Saturday, September 20, 2008

Cu Chi Tunnels outside Ho Chi Minh City (HCMC)

There are a series of tunnels outside of HCMC where the Viet Cong managed to maintain control for most of the Vietnam war. The area was declared an open fire zone, meaning any kind of weapon could be used, and as a result the area was totally stripped of trees due to defoliants, and the landscape riddled with the effects of bombing, artillery, and land operations. The Viet Cong who controlled the area survived underground, in a tunnel system over 200 km long, for years. Many died, I think 10,000 out of 16,000, but they managed to hold off the Southern Vietnamese and American forces - with the most amazing ingenuity and basic technology.



Today, there is a tourist park where foreigners and Vietnamese kids can go see this. It's a great piece of propaganda for North Vietnam. They have demonstrations of the traps they used to hide to catch enemy soldiers - these things are adaptations of the hunting traps used for tigers, with covered pits that have sharpened bamboo stakes. They show the way the Viet Cong would screen smoke so that they could cook underground without having it be seen from above, and make shoes out of old tires.
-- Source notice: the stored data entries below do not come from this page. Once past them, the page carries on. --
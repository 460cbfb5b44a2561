//! Build script for generating the `nodekeeper` man page.
//!
//! The packaging pipeline expects the man page to be available from the
//! build output directory, so we generate it using clap-mangen here.

use std::env;
use std::fs::File;
use std::io::Write;
use std::path::PathBuf;

use clap::CommandFactory;
use clap_mangen::Man;

#[path = "src/cli/mod.rs"]
mod cli;

use cli::Cli;

fn main() -> Result<(), Box<dyn std::error::Error>> {
    let mut stdout = std::io::stdout();
    writeln!(stdout, "cargo:rerun-if-changed=build.rs")?;
    writeln!(stdout, "cargo:rerun-if-changed=src/cli/mod.rs")?;

    let out_dir =
        PathBuf::from(env::var_os("OUT_DIR").ok_or_else(|| {
            std::io::Error::new(std::io::ErrorKind::NotFound, "OUT_DIR was not set")
        })?);

    let mut buffer = Vec::new();
    Man::new(Cli::command()).render(&mut buffer)?;

    let mut file = File::create(out_dir.join("nodekeeper.1"))?;
    file.write_all(&buffer)?;

    Ok(())
}
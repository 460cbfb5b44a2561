//! Session-wide settings loaded via `ortho-config`.

use std::time::Duration;

use camino::Utf8PathBuf;
use ortho_config::OrthoConfig;
use serde::Deserialize;

use crate::cache::DEFAULT_CACHE_PATH;
use crate::config::ConfigError;
use crate::retry::RetryPolicy;

/// Settings shared by every scope in a test session.
#[derive(Clone, Debug, Deserialize, OrthoConfig, PartialEq, Eq)]
#[ortho_config(
    prefix = "NODEKEEPER",
    discovery(
        app_name = "nodekeeper",
        env_var = "NODEKEEPER_CONFIG_PATH",
        config_file_name = "nodekeeper.toml",
        dotfile_name = ".nodekeeper.toml",
        project_file_name = "nodekeeper.toml"
    )
)]
pub struct SessionConfig {
    /// Location of the provisioning cache file.
    #[ortho_config(default = DEFAULT_CACHE_PATH.to_owned())]
    pub cache_path: String,
    /// Keep nodes running (and cached) after the session ends. Unset means
    /// `false`; left optional so file and environment values are not masked
    /// by the command-line layer.
    pub keep_resources: Option<bool>,
    /// Attempts made for retried operations (connect, ping, boot log).
    #[ortho_config(default = 3)]
    pub connect_attempts: u32,
    /// Delay before the first retry, in milliseconds.
    #[ortho_config(default = 1000)]
    pub retry_initial_delay_ms: u64,
    /// Cap on any retry delay, in milliseconds.
    #[ortho_config(default = 10_000)]
    pub retry_max_delay_ms: u64,
    /// How often to re-check a provisioning lock held by another process,
    /// in milliseconds.
    #[ortho_config(default = 500)]
    pub lock_poll_interval_ms: u64,
}

impl Default for SessionConfig {
    fn default() -> Self {
        Self {
            cache_path: DEFAULT_CACHE_PATH.to_owned(),
            keep_resources: None,
            connect_attempts: 3,
            retry_initial_delay_ms: 1000,
            retry_max_delay_ms: 10_000,
            lock_poll_interval_ms: 500,
        }
    }
}

impl SessionConfig {
    /// Loads configuration without attempting to parse CLI arguments.
    ///
    /// # Errors
    ///
    /// Returns [`ConfigError::Parse`] when the merge fails.
    pub fn load_without_cli_args() -> Result<Self, ConfigError> {
        Self::load_from_iter([std::ffi::OsString::from("nodekeeper")])
            .map_err(|err| ConfigError::Parse(err.to_string()))
    }

    /// Performs semantic validation.
    ///
    /// # Errors
    ///
    /// Returns [`ConfigError::MissingField`] when the cache path is blank.
    pub fn validate(&self) -> Result<(), ConfigError> {
        if self.cache_path.trim().is_empty() {
            return Err(ConfigError::MissingField(String::from(
                "missing cache path: set NODEKEEPER_CACHE_PATH or add cache_path to nodekeeper.toml",
            )));
        }
        Ok(())
    }

    /// Returns whether nodes outlive the session.
    #[must_use]
    pub const fn keep_resources(&self) -> bool {
        matches!(self.keep_resources, Some(true))
    }

    /// Returns the cache path.
    #[must_use]
    pub fn cache_path(&self) -> Utf8PathBuf {
        Utf8PathBuf::from(&self.cache_path)
    }

    /// Returns the retry policy for transient failures.
    #[must_use]
    pub const fn retry_policy(&self) -> RetryPolicy {
        RetryPolicy::new(
            self.connect_attempts,
            Duration::from_millis(self.retry_initial_delay_ms),
            Duration::from_millis(self.retry_max_delay_ms),
        )
    }

    /// Returns the poll interval for cross-process provisioning locks.
    #[must_use]
    pub const fn lock_poll_interval(&self) -> Duration {
        Duration::from_millis(self.lock_poll_interval_ms)
    }
}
They would even dismantle live bombs for the gunpowder inside - and doing this all with the most minimal of tools.

The one other thing they've got at this place is a firing range. It seems lightly bizarre, but they actually have M-16s, AK-47s, and several other weapons available to be fired.



Hearing the gunshots in the background certainly added to the realism of the morning! Anyway, I was curious, so I got one bullet, rather to the amusement of the Vietnamese man monitoring the whole thing. "One? Really only one?" Yep - it's not something I want to make a habit.

It was a little weird firing an AK-47 just a hundred meters from the wreckage of a US tank that had been destroyed during the war, and probably meant the deaths of the soldiers in it.

But I have to admit, I feel kind of bad-ass for having done it.